Tryb Normal wyraźnie kastruje potencjał M-dwójki. Automatyczna skrzynia biegów nie utrzymuje wysokich obrotów, układ kierowniczy wyraźnie wspomaga ruchy kierownicą, a elektroniczne kagańce trzymają w ryzach tylną oś. Ale nawet w tym trybie nie ma mowy o komforcie - opcjonalne gwintowane zawieszenie nie zostało stworzone, by w kulturalny sposób tłumić niedostatki asfaltu, a fotele, by masować twoje plecy.

BMW M2BMW M2 Fot. BMW

Emocje do kwadratu

Za sportowy wydech z karbonowymi końcówkami trzeba dopłacić 17 tys. zł. Dużo, ale to najlepszy dodatek, który można zamówić do M2. W trybie torowym jest tak głośny, że nie można go używać na publicznych drogach - przewyższa dopuszczalne normy.

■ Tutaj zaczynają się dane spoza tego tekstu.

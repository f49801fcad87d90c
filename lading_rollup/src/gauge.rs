//! Last-write-wins gauge
//!
//! A gauge reports the last value written in a window. It does _not_ repeat
//! its last known value into windows that saw no sample: once flushed the
//! gauge is silent until sampled again.

use crate::{
    Accumulator, MetricType,
    clock::{Clock, SystemClock},
    context::{Base, Context},
    format::Formatter,
    value::Value,
};

#[derive(Debug, Clone, Copy, PartialEq, Eq, Default)]
/// Which timestamp a flushed gauge value is attributed to.
pub enum Attribution {
    /// The timestamp passed to `sample`, falling back to the flush timestamp
    /// when the sample carried none.
    #[default]
    Sample,
    /// Always the flush timestamp. This is a 'bucket' gauge.
    Flush,
}

#[derive(Debug, Clone)]
/// A gauge accumulator.
pub struct Gauge<F, C = SystemClock> {
    base: Base<F, C>,
    attribution: Attribution,
    value: Option<f64>,
    sample_timestamp: Option<f64>,
}

impl<F> Gauge<F, SystemClock>
where
    F: Formatter,
{
    /// Create a new gauge attributing values to their sample timestamp.
    #[must_use]
    pub fn new(context: Context, formatter: F) -> Self {
        Self::with_clock(context, formatter, Attribution::Sample, SystemClock)
    }

    /// Create a new gauge attributing values to the flush timestamp.
    #[must_use]
    pub fn bucket(context: Context, formatter: F) -> Self {
        Self::with_clock(context, formatter, Attribution::Flush, SystemClock)
    }
}

impl<F, C> Gauge<F, C>
where
    F: Formatter,
    C: Clock,
{
    /// Create a new gauge with an explicit attribution policy and clock.
    #[must_use]
    pub fn with_clock(context: Context, formatter: F, attribution: Attribution, clock: C) -> Self {
        Self {
            base: Base::new(context, formatter, clock),
            attribution,
            value: None,
            sample_timestamp: None,
        }
    }

    /// The attribution policy of this gauge.
    #[must_use]
    pub fn attribution(&self) -> Attribution {
        self.attribution
    }
}

impl<F, C> Accumulator for Gauge<F, C>
where
    F: Formatter,
    C: Clock,
{
    type Record = F::Record;

    fn sample<V>(&mut self, value: V, _sample_rate: f64, timestamp: Option<f64>)
    where
        V: Into<Value>,
    {
        let value = value.into();
        let Some(v) = self.base.numeric(&value) else {
            return;
        };
        self.value = Some(v);
        self.sample_timestamp = timestamp;
        self.base.touch();
    }

    fn flush(&mut self, timestamp: f64, interval: f64) -> Vec<Self::Record> {
        let Some(value) = self.value.take() else {
            return Vec::new();
        };
        let ts = match self.attribution {
            Attribution::Sample => self.sample_timestamp.unwrap_or(timestamp),
            Attribution::Flush => timestamp,
        };
        vec![self.base.emit(value, ts, MetricType::Gauge, interval)]
    }

    fn last_sample_time(&self) -> Option<f64> {
        self.base.last_sample_time
    }

    fn context(&self) -> &Context {
        &self.base.context
    }
}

Ale nawet w trybie Sport dostarcza niezapomnianych wrażeń akustycznych. Każdą zmianę biegu podkreśla wyraźnym strzałem, a dojazd do świateł uprzyjemnia rasowym pomrukiwaniem. To dobra zapowiedź tego, co tak naprawdę potrafi M2.

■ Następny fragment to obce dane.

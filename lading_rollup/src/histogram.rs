//! Distribution summaries
//!
//! A histogram keeps every raw sample in a window and at flush time emits the
//! configured [`Aggregate`]s and percentiles, each as its own record named
//! `<metric>.<suffix>`. Percentiles and the median are strict nearest-rank
//! picks from the sorted samples: no interpolation between ranks.
//!
//! Sample rate inflates the logical count, reported by the `count` aggregate,
//! but raw values are stored once. For samples `[5, 1, 9, 3]` at rate 1 over a
//! one second interval with the default configuration:
//!
//! ```text
//! sorted = [1, 3, 5, 9]
//!  -> <m>.max          = 9    gauge
//!  -> <m>.median       = 3    gauge  sorted[round(4/2 - 1)]
//!  -> <m>.avg          = 4.5  gauge
//!  -> <m>.count        = 4    rate
//!  -> <m>.95percentile = 9    gauge  sorted[round(0.95*4 - 1)]
//! ```

use crate::{
    Accumulator, MetricType,
    clock::{Clock, SystemClock},
    config::{Aggregate, HistogramConfig},
    context::{Base, Context},
    format::Formatter,
    multiplicity,
    value::Value,
};

/// Nearest-rank index into `len` sorted samples for the fractional rank
/// `rank`, rounded half to even.
///
/// A negative index counts back from the end of the array, so `-1` picks the
/// largest sample. Indices past either end are clamped to the array.
#[inline]
#[allow(
    clippy::cast_possible_truncation,
    clippy::cast_possible_wrap,
    clippy::cast_sign_loss
)]
fn nearest_rank(rank: f64, len: usize) -> usize {
    let len = len as i64;
    let idx = rank.round_ties_even() as i64;
    let idx = if idx < 0 { len + idx } else { idx };
    idx.clamp(0, len - 1) as usize
}

/// The integral percent naming a percentile, 0.95 is `95`.
#[inline]
#[allow(clippy::cast_possible_truncation, clippy::cast_sign_loss)]
fn percent(p: f64) -> u32 {
    (p * 100.0) as u32
}

#[derive(Debug, Clone)]
/// A histogram accumulator.
pub struct Histogram<F, C = SystemClock> {
    base: Base<F, C>,
    config: HistogramConfig,
    samples: Vec<f64>,
    count: f64,
}

impl<F> Histogram<F, SystemClock>
where
    F: Formatter,
{
    /// Create a new [`Histogram`] with default aggregates and percentiles.
    #[must_use]
    pub fn new(context: Context, formatter: F) -> Self {
        Self::with_clock(context, formatter, HistogramConfig::default(), SystemClock)
    }

    /// Create a new [`Histogram`] with the given configuration.
    #[must_use]
    pub fn with_config(context: Context, formatter: F, config: HistogramConfig) -> Self {
        Self::with_clock(context, formatter, config, SystemClock)
    }
}

impl<F, C> Histogram<F, C>
where
    F: Formatter,
    C: Clock,
{
    /// Create a new [`Histogram`] reading time from `clock`.
    ///
    /// `config` is taken as is, see [`HistogramConfig::validate`].
    #[must_use]
    pub fn with_clock(context: Context, formatter: F, config: HistogramConfig, clock: C) -> Self {
        Self {
            base: Base::new(context, formatter, clock),
            config,
            samples: Vec::new(),
            count: 0.0,
        }
    }

    /// The configuration of this histogram.
    #[must_use]
    pub fn config(&self) -> &HistogramConfig {
        &self.config
    }
}

impl<F, C> Accumulator for Histogram<F, C>
where
    F: Formatter,
    C: Clock,
{
    type Record = F::Record;

    fn sample<V>(&mut self, value: V, sample_rate: f64, _timestamp: Option<f64>)
    where
        V: Into<Value>,
    {
        let value = value.into();
        let Some(v) = self.base.numeric(&value) else {
            return;
        };
        self.count += multiplicity(sample_rate);
        self.samples.push(v);
        self.base.touch();
    }

    /// Emit aggregates then percentiles. `interval` must be positive when the
    /// `count` aggregate is configured.
    fn flush(&mut self, timestamp: f64, interval: f64) -> Vec<Self::Record> {
        if self.count == 0.0 || self.samples.is_empty() {
            return Vec::new();
        }

        let mut samples = std::mem::take(&mut self.samples);
        let count = std::mem::take(&mut self.count);
        samples.sort_by(f64::total_cmp);

        let len = samples.len();
        let min = samples[0];
        let max = samples[len - 1];
        let median = samples[nearest_rank(len as f64 / 2.0 - 1.0, len)];
        let sum: f64 = samples.iter().sum();
        let avg = sum / len as f64;

        let name = self.base.context.name();
        let mut records = Vec::with_capacity(Aggregate::ALL.len() + self.config.percentiles.len());
        for aggregate in Aggregate::ALL {
            if !self.config.emits(aggregate) {
                continue;
            }
            let (value, kind) = match aggregate {
                Aggregate::Min => (min, MetricType::Gauge),
                Aggregate::Max => (max, MetricType::Gauge),
                Aggregate::Median => (median, MetricType::Gauge),
                Aggregate::Avg => (avg, MetricType::Gauge),
                Aggregate::Sum => (sum, MetricType::Gauge),
                Aggregate::Count => (count / interval, MetricType::Rate),
            };
            let metric = format!("{name}.{suffix}", suffix = aggregate.suffix());
            records.push(self.base.emit_as(&metric, value, timestamp, kind, interval));
        }

        for &p in &self.config.percentiles {
            let value = samples[nearest_rank(p * len as f64 - 1.0, len)];
            let metric = format!("{name}.{percent}percentile", percent = percent(p));
            records.push(
                self.base
                    .emit_as(&metric, value, timestamp, MetricType::Gauge, interval),
            );
        }

        // Keep the allocation for the next window.
        samples.clear();
        self.samples = samples;
        records
    }

    fn last_sample_time(&self) -> Option<f64> {
        self.base.last_sample_time
    }

    fn context(&self) -> &Context {
        &self.base.context
    }
}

Po przejściu w tryb sportowy układ kierowniczy staje się wyraźnie twardszy, skrzynia biegów lubi zawiesić się na wyższych obrotach, a systemy kontrolujące uślizg kół pozwalają na znacznie więcej swobody. Wprowadzenie M2 w kontrolowany poślizg staje się dziecinnie proste. M-dwójka nie stara się jednak udowodnić, że jesteś słabym kierowcą, nie chce cię zabić - jazda bokiem nie jest zarezerwowana wyłącznie dla wytrawnych kierowców. Obcowanie z tym samochodem to czysta, motoryzacyjna przyjemność w najlepszym wydaniu.

Rachunek

BMW M2BMW M2 Fot. BMW

Kiedy M2 bez dopisku Competition było dostępne w salonach BMW, kosztowało 280 tys. zł. Dokupienie opcjonalnego wydechu windowało cenę do niemal 300 tys. zł. Testowany egzemplarz z dodatkami z serii M-Performance (ciągnące się przez całą karoserię naklejki BMW Motorsport, czarny grill i obudowy lusterek, karbonowe nakładki na progi i tylny dyfuzor oraz niewielki spoiler i płetwy pod zderzakiem, gwintowane zawieszenie) to wydatek rzędu... 400 tys. zł. To już dużo, choć dodatki stylistyczne nie są niezbędne, by odczuć czystą przyjemność z jazdy tym samochodem.

Są "emki" i jest M2. Inne, niepokorne, mniej dojrzałe, bardziej szalone, nastawione wyłącznie na czystą przyjemność z jazdy. I oby zawsze takim pozostało.